Stored data entries:
• • • • • • •

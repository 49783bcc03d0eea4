//! Drive mixing, claw and teleop control for the Omni-Directional claw bot on
//! no-std embedded platforms.
//!
//! For a runnable host simulation, see the `odb-app/mock-hub` binary.
#![no_std]

pub mod utils;
//! Button edge detection.

/// Turns a held button into a single press event.
///
/// The event fires once, on the cycle where the button has been held for
/// `stable_cycles` consecutive samples. Releasing the button re-arms it.
#[derive(Debug, Clone, Copy, PartialEq, Eq)]
pub struct Debouncer {
    stable_cycles: u8,
    held: u8,
}

impl Debouncer {
    /// A `stable_cycles` of zero behaves like one.
    pub fn new(stable_cycles: u8) -> Self {
        Self {
            stable_cycles: stable_cycles.max(1),
            held: 0,
        }
    }

    pub fn update(
        &mut self,
        pressed: bool,
    ) -> bool {
        if !pressed {
            self.held = 0;
            return false;
        }
        if self.held >= self.stable_cycles {
            return false;
        }
        self.held += 1;
        self.held == self.stable_cycles
    }
}

#[cfg(test)]
mod tests {
    use super::*;

    #[test]
    fn fires_once_per_press() {
        let mut d = Debouncer::new(1);
        assert!(d.update(true));
        for _ in 0..300 {
            assert!(!d.update(true));
        }
        assert!(!d.update(false));
        assert!(d.update(true));
    }

    #[test]
    fn waits_for_stable_input() {
        let mut d = Debouncer::new(3);
        assert!(!d.update(true));
        assert!(!d.update(true));
        assert!(!d.update(false));
        assert!(!d.update(true));
        assert!(!d.update(true));
        assert!(d.update(true));
        assert!(!d.update(true));
    }

    #[test]
    fn zero_cycles_acts_as_one() {
        let mut d = Debouncer::new(0);
        assert!(d.update(true));
    }
}
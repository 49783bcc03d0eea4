//! Math utilities for the Omni-Directional claw bot.
//!
//! This module provides the joystick frame rotation and the POV drive mixer for
//! a four-wheel X-configuration chassis.

pub mod drive;
pub mod rotation;

/// Linearly map `value` from `[from_min, from_max]` onto `[to_min, to_max]`.
///
/// This is not a clamp: values outside the source range extrapolate outside
/// the target range.
pub fn scale(
    value: f64,
    from_min: f64,
    from_max: f64,
    to_min: f64,
    to_max: f64,
) -> f64 {
    let ratio = (value - from_min) / (from_max - from_min);
    to_min + ratio * (to_max - to_min)
}

/// Map a unit-range joystick value in `[-1, 1]` onto `[-speed, speed]`.
///
/// The source range is fixed at width 2, so this never divides by zero.
pub fn scale_unit(
    value: f64,
    speed: f64,
) -> f64 {
    scale(value, -1.0, 1.0, -speed, speed)
}

/// Clamp `value` into `[min, max]`.
pub fn clip(
    value: f64,
    min: f64,
    max: f64,
) -> f64 {
    value.max(min).min(max)
}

• • • • • • •

PROMPT
Wherever a line of the data holds "into", copy that line.

EXERCISE ANSWER
/// Turns a held button into a single press event.
/// Clamp `value` into `[min, max]`.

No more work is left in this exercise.